» What you are asked to do
I need only the number of lines in this data that contain the string "succeeds".

» Data supplied
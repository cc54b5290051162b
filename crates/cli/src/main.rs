//! Encantado CLI - browse and shop the Ateliê Biscuit Encantado catalog.
//!
//! # Usage
//!
//! ```bash
//! # List a category, cheapest first
//! encantado catalog --category decoracao --sort price-low
//!
//! # Filter by color and price range, as JSON
//! encantado --json catalog --color rosa --max-price 50
//!
//! # Search names and categories
//! encantado search natal
//!
//! # Show order history for the test account
//! encantado orders --email ana.silva@email.com
//!
//! # Run a scripted login, add-to-cart and checkout
//! encantado demo
//!
//! # Drive one session interactively
//! encantado shell
//! ```
//!
//! # Commands
//!
//! - `catalog` - Filtered, sorted product listing
//! - `search` - Name and category search
//! - `promotions` - Products on sale
//! - `orders` - Order history after logging in
//! - `demo` - Scripted end-to-end purchase
//! - `shell` - Line-oriented session commands on stdin

#![cfg_attr(not(test), forbid(unsafe_code))]

use clap::{Parser, Subcommand};
use tracing_subscriber::{layer::SubscriberExt, util::SubscriberInitExt};

use encantado_storefront::AppState;
use encantado_storefront::config::StorefrontConfig;

mod commands;

use commands::catalog::CatalogArgs;
use commands::Output;

#[derive(Parser)]
#[command(name = "encantado")]
#[command(author, version, about = "Ateliê Biscuit Encantado storefront CLI")]
struct Cli {
    /// Print listings as JSON instead of text
    #[arg(long, global = true)]
    json: bool,

    #[command(subcommand)]
    command: Commands,
}

#[derive(Subcommand)]
enum Commands {
    /// List products with filters and sorting
    Catalog(CatalogArgs),
    /// Search products by name or category
    Search {
        /// Search text (case-insensitive substring)
        #[arg(required = true)]
        query: Vec<String>,
    },
    /// List products on sale
    Promotions {
        /// Only limited-time offers
        #[arg(long)]
        limited: bool,
    },
    /// Log in and show order history
    Orders {
        /// Account email
        #[arg(short, long)]
        email: String,
    },
    /// Run a scripted purchase with the test account
    Demo,
    /// Read session commands from stdin
    Shell,
}

fn main() {
    // Defaults to info level for our crates if RUST_LOG is not set
    let env_filter = tracing_subscriber::EnvFilter::try_from_default_env()
        .unwrap_or_else(|_| "encantado_storefront=info,encantado_cli=info".into());

    tracing_subscriber::registry()
        .with(env_filter)
        .with(tracing_subscriber::fmt::layer().with_writer(std::io::stderr))
        .init();

    let cli = Cli::parse();

    let result: Result<(), Box<dyn std::error::Error>> = run(cli);

    if let Err(e) = result {
        tracing::error!("Command failed: {e}");
        std::process::exit(1);
    }
}

fn run(cli: Cli) -> Result<(), Box<dyn std::error::Error>> {
    let config = StorefrontConfig::from_env()?;
    let mut state = AppState::new(config);
    let output = Output::new(cli.json);

    match cli.command {
        Commands::Catalog(args) => commands::catalog::list(&state, &args, output)?,
        Commands::Search { query } => commands::catalog::search(&state, &query.join(" "), output)?,
        Commands::Promotions { limited } => {
            commands::catalog::promotions(&state, limited, output)?;
        }
        Commands::Orders { email } => commands::orders::show(&mut state, &email, output)?,
        Commands::Demo => commands::demo::run(&mut state, output)?,
        Commands::Shell => commands::shell::run(&mut state)?,
    }
    Ok(())
}
//! Authentication service.
//!
//! Mock authentication for the demo shop: a single test account that accepts
//! any password, and a registration that always succeeds.

mod error;

pub use error::AuthError;

use chrono::Utc;
use secrecy::{ExposeSecret, SecretString};
use tracing::{info, instrument, warn};

use encantado_core::{Email, UserId};

use crate::models::{NewUser, User};

/// Authentication service.
///
/// Holds the test account profile handed out on a successful login.
#[derive(Debug, Clone)]
pub struct AuthService {
    demo_account: User,
}

impl AuthService {
    /// Create a service whose only valid login is `demo_account.email`.
    #[must_use]
    pub const fn new(demo_account: User) -> Self {
        Self { demo_account }
    }

    /// Email that logs in successfully.
    #[must_use]
    pub const fn demo_email(&self) -> &Email {
        &self.demo_account.email
    }

    // =========================================================================
    // Login
    // =========================================================================

    /// Log in with email and password.
    ///
    /// The email must match the demo account exactly. The password is never
    /// inspected.
    ///
    /// # Errors
    ///
    /// Returns `AuthError::InvalidCredentials` for any other email.
    #[instrument(skip(self, _password))]
    pub fn authenticate(&self, email: &str, _password: &SecretString) -> Result<User, AuthError> {
        if email == self.demo_account.email.as_str() {
            info!(user_id = %self.demo_account.id, "Login succeeded");
            Ok(self.demo_account.clone())
        } else {
            warn!("Login rejected");
            Err(AuthError::InvalidCredentials)
        }
    }

    // =========================================================================
    // Registration
    // =========================================================================

    /// Create a user from a registration payload.
    ///
    /// Always succeeds. The id is the current Unix time in milliseconds and
    /// the address list starts empty.
    #[instrument(skip(self, new_user), fields(email = %new_user.email))]
    pub fn register(&self, new_user: NewUser) -> User {
        let id = UserId::new(Utc::now().timestamp_millis().to_string());
        info!(user_id = %id, "Registered user");
        User {
            id,
            name: new_user.name,
            email: new_user.email,
            phone: new_user.phone,
            addresses: Vec::new(),
        }
    }
}

/// The sign-up form: profile fields plus password and confirmation.
#[derive(Debug)]
pub struct RegistrationForm {
    pub name: String,
    pub email: String,
    pub phone: Option<String>,
    pub password: SecretString,
    pub confirm_password: SecretString,
}

impl RegistrationForm {
    /// Check the form and produce the registration payload.
    ///
    /// # Errors
    ///
    /// - `AuthError::MissingName` if the name is blank
    /// - `AuthError::InvalidEmail` if the email does not parse
    /// - `AuthError::PasswordMismatch` if password and confirmation differ
    pub fn validate(self) -> Result<NewUser, AuthError> {
        let name = self.name.trim();
        if name.is_empty() {
            return Err(AuthError::MissingName);
        }
        let email = Email::parse(&self.email)?;
        if self.password.expose_secret() != self.confirm_password.expose_secret() {
            return Err(AuthError::PasswordMismatch);
        }

        Ok(NewUser {
            name: name.to_string(),
            email,
            phone: self
                .phone
                .map(|p| p.trim().to_string())
                .filter(|p| !p.is_empty()),
        })
    }
}

#[cfg(test)]
#[allow(clippy::unwrap_used)]
mod tests {
    use super::*;
    use crate::seed;

    fn service() -> AuthService {
        AuthService::new(seed::demo_user(Email::parse(seed::DEMO_EMAIL).unwrap()))
    }

    fn secret(s: &str) -> SecretString {
        SecretString::from(s.to_string())
    }

    #[test]
    fn test_demo_login_ignores_password() {
        let auth = service();
        for password in ["", "errada", "123456"] {
            let user = auth
                .authenticate("ana.silva@email.com", &secret(password))
                .unwrap();
            assert_eq!(user.name, "Ana Silva");
            assert_eq!(user.phone.as_deref(), Some("(11) 99999-9999"));
        }
    }

    #[test]
    fn test_other_email_rejected() {
        let auth = service();
        assert_eq!(
            auth.authenticate("maria@email.com", &secret("x")),
            Err(AuthError::InvalidCredentials)
        );
        assert_eq!(
            auth.authenticate("ANA.SILVA@email.com", &secret("x")),
            Err(AuthError::InvalidCredentials)
        );
    }

    #[test]
    fn test_register_assigns_timestamp_id() {
        let auth = service();
        let before = Utc::now().timestamp_millis();
        let user = auth.register(NewUser {
            name: "Maria Souza".to_string(),
            email: Email::parse("maria@email.com").unwrap(),
            phone: None,
        });
        let after = Utc::now().timestamp_millis();

        let id: i64 = user.id.as_str().parse().unwrap();
        assert!((before..=after).contains(&id));
        assert!(user.addresses.is_empty());
    }

    fn form(password: &str, confirm: &str) -> RegistrationForm {
        RegistrationForm {
            name: " Maria Souza ".to_string(),
            email: "maria@email.com".to_string(),
            phone: Some("  ".to_string()),
            password: secret(password),
            confirm_password: secret(confirm),
        }
    }

    #[test]
    fn test_registration_form_valid() {
        let new_user = form("segredo", "segredo").validate().unwrap();
        assert_eq!(new_user.name, "Maria Souza");
        assert_eq!(new_user.email.as_str(), "maria@email.com");
        assert_eq!(new_user.phone, None);
    }

    #[test]
    fn test_registration_form_password_mismatch() {
        assert_eq!(
            form("segredo", "outro").validate(),
            Err(AuthError::PasswordMismatch)
        );
    }

    #[test]
    fn test_registration_form_missing_name() {
        let mut f = form("a", "a");
        f.name = "   ".to_string();
        assert_eq!(f.validate(), Err(AuthError::MissingName));
    }

    #[test]
    fn test_registration_form_bad_email() {
        let mut f = form("a", "a");
        f.email = "maria".to_string();
        assert!(matches!(f.validate(), Err(AuthError::InvalidEmail(_))));
    }
}
//! Cart line item.

use rust_decimal::Decimal;
use serde::{Deserialize, Serialize};

use encantado_core::ProductId;

/// One line in the cart, also used as the item snapshot inside an [`Order`].
///
/// [`Order`]: super::Order
#[derive(Debug, Clone, PartialEq, Eq, Serialize, Deserialize)]
pub struct CartItem {
    /// Merge key within a cart.
    pub product_id: ProductId,
    pub name: String,
    /// Price of one unit, in the store currency.
    pub unit_price: Decimal,
    /// Always at least 1 while the line is in a cart.
    pub quantity: u32,
    /// Image path or URL.
    pub image: String,
    /// Category slug.
    pub category: String,
    /// Free-text personalization (colors, names, themes).
    pub customization: Option<String>,
}

impl CartItem {
    /// `unit_price × quantity`.
    #[must_use]
    pub fn line_total(&self) -> Decimal {
        self.unit_price * Decimal::from(self.quantity)
    }
}
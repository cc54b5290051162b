//! Authentication error types.

use thiserror::Error;

/// Errors that can occur during authentication operations.
#[derive(Debug, Clone, PartialEq, Eq, Error)]
pub enum AuthError {
    /// Invalid email format.
    #[error("invalid email: {0}")]
    InvalidEmail(#[from] encantado_core::EmailError),

    /// Login rejected. The only failure `login` can produce.
    #[error("invalid credentials")]
    InvalidCredentials,

    /// Registration name left blank.
    #[error("name cannot be empty")]
    MissingName,

    /// Registration password and confirmation differ.
    #[error("passwords do not match")]
    PasswordMismatch,

    /// The operation needs a logged-in user.
    #[error("login required")]
    LoginRequired,
}
//! Encantado Storefront library.
//!
//! Everything a shopper does in the Ateliê Biscuit Encantado demo shop, held
//! in memory for the lifetime of one session:
//!
//! - [`catalog`] - Product browsing, filtering, search and promotions
//! - [`cart`] - Line items, totals and the shipping rule
//! - [`checkout`] - The three-step checkout form
//! - [`session`] - The session store tying user, cart and order history together
//! - [`services::auth`] - Mock login and registration
//!
//! Nothing here performs I/O except [`config::StorefrontConfig::from_env`].

#![cfg_attr(not(test), forbid(unsafe_code))]

pub mod cart;
pub mod catalog;
pub mod checkout;
pub mod config;
pub mod error;
pub mod models;
pub mod seed;
pub mod services;
pub mod session;
pub mod state;

pub use error::{Result, StorefrontError};
pub use session::SessionStore;
pub use state::AppState;
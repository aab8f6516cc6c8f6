//! Core types describing solids, their geometry and the articulated bodies built from them.

pub mod articulations;
pub mod mesh;
pub mod shape;
pub mod solid;
pub mod types;

pub use articulations::{ArticulatedBody, JointKind, KinematicJoint, KinematicLink};
pub use mesh::{Aabb, MeshBuilder, TriangleMesh};
pub use shape::ShapeKind;
pub use solid::{Compound, CompoundPart, PartKind, RigidSolid};
pub use types::{MassProperties, Material, Transform, Velocity, Wrench};
//! Simulation dynamics: mass properties, hydrodynamic loads and the articulated-body backend.

pub mod aba;
pub mod backend;
pub mod fluid;
pub mod hydrodynamics;
pub mod inertia;
pub mod proxy;

pub use aba::FeatherstoneBackend;
pub use backend::{BodyDescription, DynamicsBackend, JointDescription, LinkHandle, TreeHandle};
pub use fluid::{Current, FluidVolume, Ocean, Wave};
pub use hydrodynamics::{BodyMotion, HydrodynamicForceModel, HydrodynamicState, Regime};
pub use proxy::{HydrodynamicProxy, ProxyKind, Submersion};
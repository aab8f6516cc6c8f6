//! Hydrobody – articulated rigid bodies moving through water.
//!
//! Solids carry exact mass properties and a fitted hydrodynamic proxy. Articulated
//! bodies are trees of such solids joined by revolute, prismatic and fixed joints,
//! integrated by a reduced-coordinate backend while buoyancy, drag and added mass are
//! evaluated against a [`FluidVolume`] every step.

pub mod config;
pub mod core;
pub mod dynamics;
pub mod error;
pub mod utils;
pub mod world;

pub use glam::{Mat3, Quat, Vec3};

pub use config::{HydrodynamicSettings, SimulationSettings};
pub use core::{
    articulations::{ArticulatedBody, JointKind, JointLimit, JointMotor, KinematicJoint, KinematicLink},
    mesh::TriangleMesh,
    shape::ShapeKind,
    solid::{PartKind, RigidSolid},
    types::{MassProperties, Material, Transform, Velocity, Wrench},
};
pub use dynamics::{
    aba::FeatherstoneBackend,
    backend::DynamicsBackend,
    fluid::{Current, FluidVolume, Ocean, Wave},
    hydrodynamics::{HydrodynamicForceModel, HydrodynamicState, Regime},
    proxy::{HydrodynamicProxy, ProxyKind},
};
pub use error::AssemblyError;
pub use world::{BodyId, SceneSnapshot, Simulation, SnapshotReader};

/// High-level convenience wrapper owning a [`Simulation`] on the built-in
/// [`FeatherstoneBackend`].
pub struct HydroEngine {
    simulation: Simulation,
}

impl HydroEngine {
    /// Creates an engine with default settings and the provided fixed timestep.
    pub fn new(timestep: f32) -> Self {
        Self::with_settings(SimulationSettings::default().with_time_step(timestep))
    }

    pub fn with_settings(settings: SimulationSettings) -> Self {
        Self {
            simulation: Simulation::new(settings, Box::new(FeatherstoneBackend::new()), None),
        }
    }

    /// Replaces the fluid every body is immersed in.
    pub fn set_fluid(&mut self, fluid: impl FluidVolume + 'static) {
        self.simulation.set_fluid(Some(Box::new(fluid)));
    }

    /// Adds a free-floating solid placed with its geometry frame at `origin`.
    pub fn add_solid(&mut self, solid: RigidSolid, origin: Transform) -> Result<BodyId, AssemblyError> {
        self.simulation.add_solid(solid, origin)
    }

    pub fn add_articulated_body(&mut self, body: ArticulatedBody) -> Result<BodyId, AssemblyError> {
        self.simulation.add_articulated_body(body)
    }

    /// Advances the simulation by the provided delta time.
    pub fn step(&mut self, dt: f32) {
        self.simulation.step(dt);
    }

    /// Enables or disables parallel evaluation of hydrodynamic loads.
    pub fn set_parallel_enabled(&mut self, enabled: bool) {
        self.simulation.set_parallel_enabled(enabled);
    }

    pub fn parallel_enabled(&self) -> bool {
        self.simulation.parallel_enabled()
    }

    pub fn body(&self, id: BodyId) -> Option<&ArticulatedBody> {
        self.simulation.body(id)
    }

    pub fn body_mut(&mut self, id: BodyId) -> Option<&mut ArticulatedBody> {
        self.simulation.body_mut(id)
    }

    pub fn simulation(&self) -> &Simulation {
        &self.simulation
    }

    pub fn simulation_mut(&mut self) -> &mut Simulation {
        &mut self.simulation
    }
}
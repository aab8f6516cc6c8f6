use approx::assert_relative_eq;
use glam::Vec3;
use hydrobody::dynamics::backend::{BodyDescription, DynamicsBackend, JointDescription, LinkHandle};
use hydrobody::{
    ArticulatedBody, AssemblyError, FeatherstoneBackend, JointKind, Material, RigidSolid, Simulation,
    SimulationSettings, Transform,
};

fn rod(name: &str) -> RigidSolid {
    RigidSolid::cuboid(name, Vec3::new(0.5, 0.05, 0.05), Material::new("light", 100.0, 0.1)).unwrap()
}

fn chain(links: usize) -> ArticulatedBody {
    let mut body = ArticulatedBody::new("chain", rod("base"), Transform::IDENTITY, true);
    for i in 1..links {
        body.add_link(
            &format!("link{i}"),
            rod("link"),
            Transform::from_translation(Vec3::X * i as f32),
        )
        .unwrap();
    }
    body
}

fn expected(parent: usize, child: usize, count: usize) -> Result<(), AssemblyError> {
    for index in [parent, child] {
        if index >= count {
            return Err(AssemblyError::LinkOutOfRange { index, count });
        }
    }
    if parent == child {
        return Err(AssemblyError::SelfJoint(parent));
    }
    if child == 0 {
        return Err(AssemblyError::BaseAsChild);
    }
    Ok(())
}

#[test]
fn every_index_pair_is_validated_for_every_joint_kind() {
    let count = 3;
    for kind in [JointKind::Revolute, JointKind::Prismatic, JointKind::Fixed] {
        for parent in 0..count + 2 {
            for child in 0..count + 2 {
                let mut body = chain(count);
                let result = body
                    .add_joint("j", kind, parent, child, Vec3::ZERO, Vec3::Z)
                    .map(|_| ());
                assert_eq!(result, expected(parent, child, count), "{kind:?} {parent} -> {child}");
                assert_eq!(body.joint_count(), usize::from(result.is_ok()));
            }
        }
    }
}

#[test]
fn topology_rejects_second_parents_cycles_and_bad_axes() {
    let mut body = chain(4);
    body.add_revolute_joint("a", 1, 2, Vec3::new(1.5, 0.0, 0.0), Vec3::Z).unwrap();
    assert_eq!(
        body.add_revolute_joint("b", 3, 2, Vec3::ZERO, Vec3::Z),
        Err(AssemblyError::ChildAlreadyAttached(2))
    );
    assert_eq!(
        body.add_revolute_joint("c", 2, 1, Vec3::ZERO, Vec3::Z),
        Err(AssemblyError::CycleDetected { parent: 2, child: 1 })
    );
    assert_eq!(
        body.add_revolute_joint("d", 0, 3, Vec3::ZERO, Vec3::ZERO),
        Err(AssemblyError::DegenerateAxis)
    );
    // Fixed joints carry no axis.
    assert!(body.add_fixed_joint("e", 0, 3).is_ok());
    assert_eq!(
        body.add_joint_limit(7, -1.0, 1.0),
        Err(AssemblyError::JointOutOfRange { index: 7, count: 2 })
    );
}

#[test]
fn disconnected_links_fail_registration() {
    let mut body = chain(3);
    body.add_revolute_joint("a", 0, 1, Vec3::new(0.5, 0.0, 0.0), Vec3::Z).unwrap();
    let mut backend = FeatherstoneBackend::new();
    assert_eq!(body.register(&mut backend), Err(AssemblyError::Disconnected(2)));
    assert!(!body.is_registered());
}

#[test]
fn topology_is_frozen_after_registration() {
    let mut body = chain(2);
    body.add_revolute_joint("a", 0, 1, Vec3::new(0.5, 0.0, 0.0), Vec3::Z).unwrap();
    let mut backend = FeatherstoneBackend::new();
    body.register(&mut backend).unwrap();
    assert!(matches!(
        body.add_link("late", rod("late"), Transform::IDENTITY),
        Err(AssemblyError::AlreadyRegistered(_))
    ));
    assert!(matches!(
        body.register(&mut backend),
        Err(AssemblyError::AlreadyRegistered(_))
    ));
}

#[test]
fn motor_drives_joint_to_target_without_exceeding_effort() {
    let mut body = chain(2);
    let joint = body
        .add_revolute_joint("shoulder", 0, 1, Vec3::new(0.5, 0.0, 0.0), Vec3::Y)
        .unwrap();
    body.add_joint_motor(joint, 5.0).unwrap();
    body.set_motor_target(joint, Some(std::f32::consts::FRAC_PI_2), None, 20.0, 5.0)
        .unwrap();

    let mut sim = Simulation::new(
        SimulationSettings::default().with_time_step(1.0 / 240.0),
        Box::new(FeatherstoneBackend::new()),
        None,
    );
    let id = sim.add_articulated_body(body).unwrap();
    let dt = 1.0 / 240.0;
    for _ in 0..1200 {
        sim.step(dt);
        let effort = sim.body(id).unwrap().joint_effort(joint);
        assert!(effort.abs() <= 5.0 + 1e-4, "effort {effort}");
    }
    let body = sim.body(id).unwrap();
    assert_relative_eq!(body.joint_position(joint), std::f32::consts::FRAC_PI_2, epsilon = 0.01);
    assert!(body.joint_velocity(joint).abs() < 0.05);
}

#[test]
fn joint_limits_hold_under_gravity() {
    let mut body = chain(2);
    let joint = body
        .add_revolute_joint("hinge", 0, 1, Vec3::new(0.5, 0.0, 0.0), Vec3::Z)
        .unwrap();
    body.add_joint_limit(joint, -0.3, 0.3).unwrap();
    let mut sim = Simulation::new(
        SimulationSettings::default(),
        Box::new(FeatherstoneBackend::new()),
        None,
    );
    let id = sim.add_articulated_body(body).unwrap();
    sim.step(2.0);
    let position = sim.body(id).unwrap().joint_position(joint);
    assert!((-0.3 - 1e-5..=0.3 + 1e-5).contains(&position), "position {position}");
    assert_relative_eq!(position.abs(), 0.3, epsilon = 1e-4);
}

#[test]
fn initial_conditions_round_trip_on_a_zero_step() {
    let mut body = chain(2);
    let joint = body
        .add_revolute_joint("hinge", 0, 1, Vec3::new(0.5, 0.0, 0.0), Vec3::Z)
        .unwrap();
    let mut sim = Simulation::new(
        SimulationSettings::default(),
        Box::new(FeatherstoneBackend::new()),
        None,
    );
    let id = sim.add_articulated_body(body).unwrap();
    sim.body_mut(id).unwrap().set_joint_ic(joint, 0.7, -0.25).unwrap();
    sim.step(0.0);

    let body = sim.body(id).unwrap();
    assert_relative_eq!(body.joint_position(joint), 0.7, epsilon = 1e-6);
    assert_relative_eq!(body.joint_velocity(joint), -0.25, epsilon = 1e-6);
    // The link moved with the joint: its centre swung about the pivot at x = 0.5.
    let center = body.link_transform(1).position;
    assert_relative_eq!(center.x, 0.5 + 0.7f32.cos() * 0.5, epsilon = 1e-4);
    assert_relative_eq!(center.y, 0.7f32.sin() * 0.5, epsilon = 1e-4);
}

#[test]
fn backend_state_survives_a_zero_length_integration() {
    let mut backend = FeatherstoneBackend::new();
    let base = BodyDescription {
        mass: 2.0,
        principal_inertia: Vec3::splat(0.1),
        pose: Transform::IDENTITY,
    };
    let tree = backend.register_tree(&base, false);
    let arm = BodyDescription {
        mass: 1.0,
        principal_inertia: Vec3::new(0.002, 0.08, 0.08),
        pose: Transform::from_translation(Vec3::X),
    };
    let joint = JointDescription {
        kind: JointKind::Prismatic,
        pivot: Vec3::new(-0.5, 0.0, 0.0),
        axis: Vec3::X,
    };
    let handle = backend.register_body(tree, &arm, 0, &joint).unwrap();
    backend.set_joint_state(handle, 0.2, 1.5);
    backend.step_integrate(0.0);
    assert_relative_eq!(backend.joint_position(handle), 0.2, epsilon = 1e-6);
    assert_relative_eq!(backend.joint_velocity(handle), 1.5, epsilon = 1e-6);
    assert_relative_eq!(backend.link_transform(handle).position.x, 1.2, epsilon = 1e-5);

    let stale = LinkHandle { tree: tree.0, link: 5 };
    assert_eq!(backend.joint_position(stale), 0.0);
}

#[test]
fn fixed_joint_welds_links_together() {
    let mut body = chain(2);
    body.add_fixed_joint("weld", 0, 1).unwrap();
    let mut sim = Simulation::new(
        SimulationSettings::default(),
        Box::new(FeatherstoneBackend::new()),
        None,
    );
    let id = sim.add_articulated_body(body).unwrap();
    sim.step(1.0);
    let body = sim.body(id).unwrap();
    assert!((body.link_transform(1).position - Vec3::X).length() < 1e-4);
    // The weld carries the link's weight.
    let weight = body.link(1).unwrap().solid.mass() * 9.81;
    assert_relative_eq!(body.joint_reaction(0).force.length(), weight, max_relative = 1e-3);
}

» Expected answer
2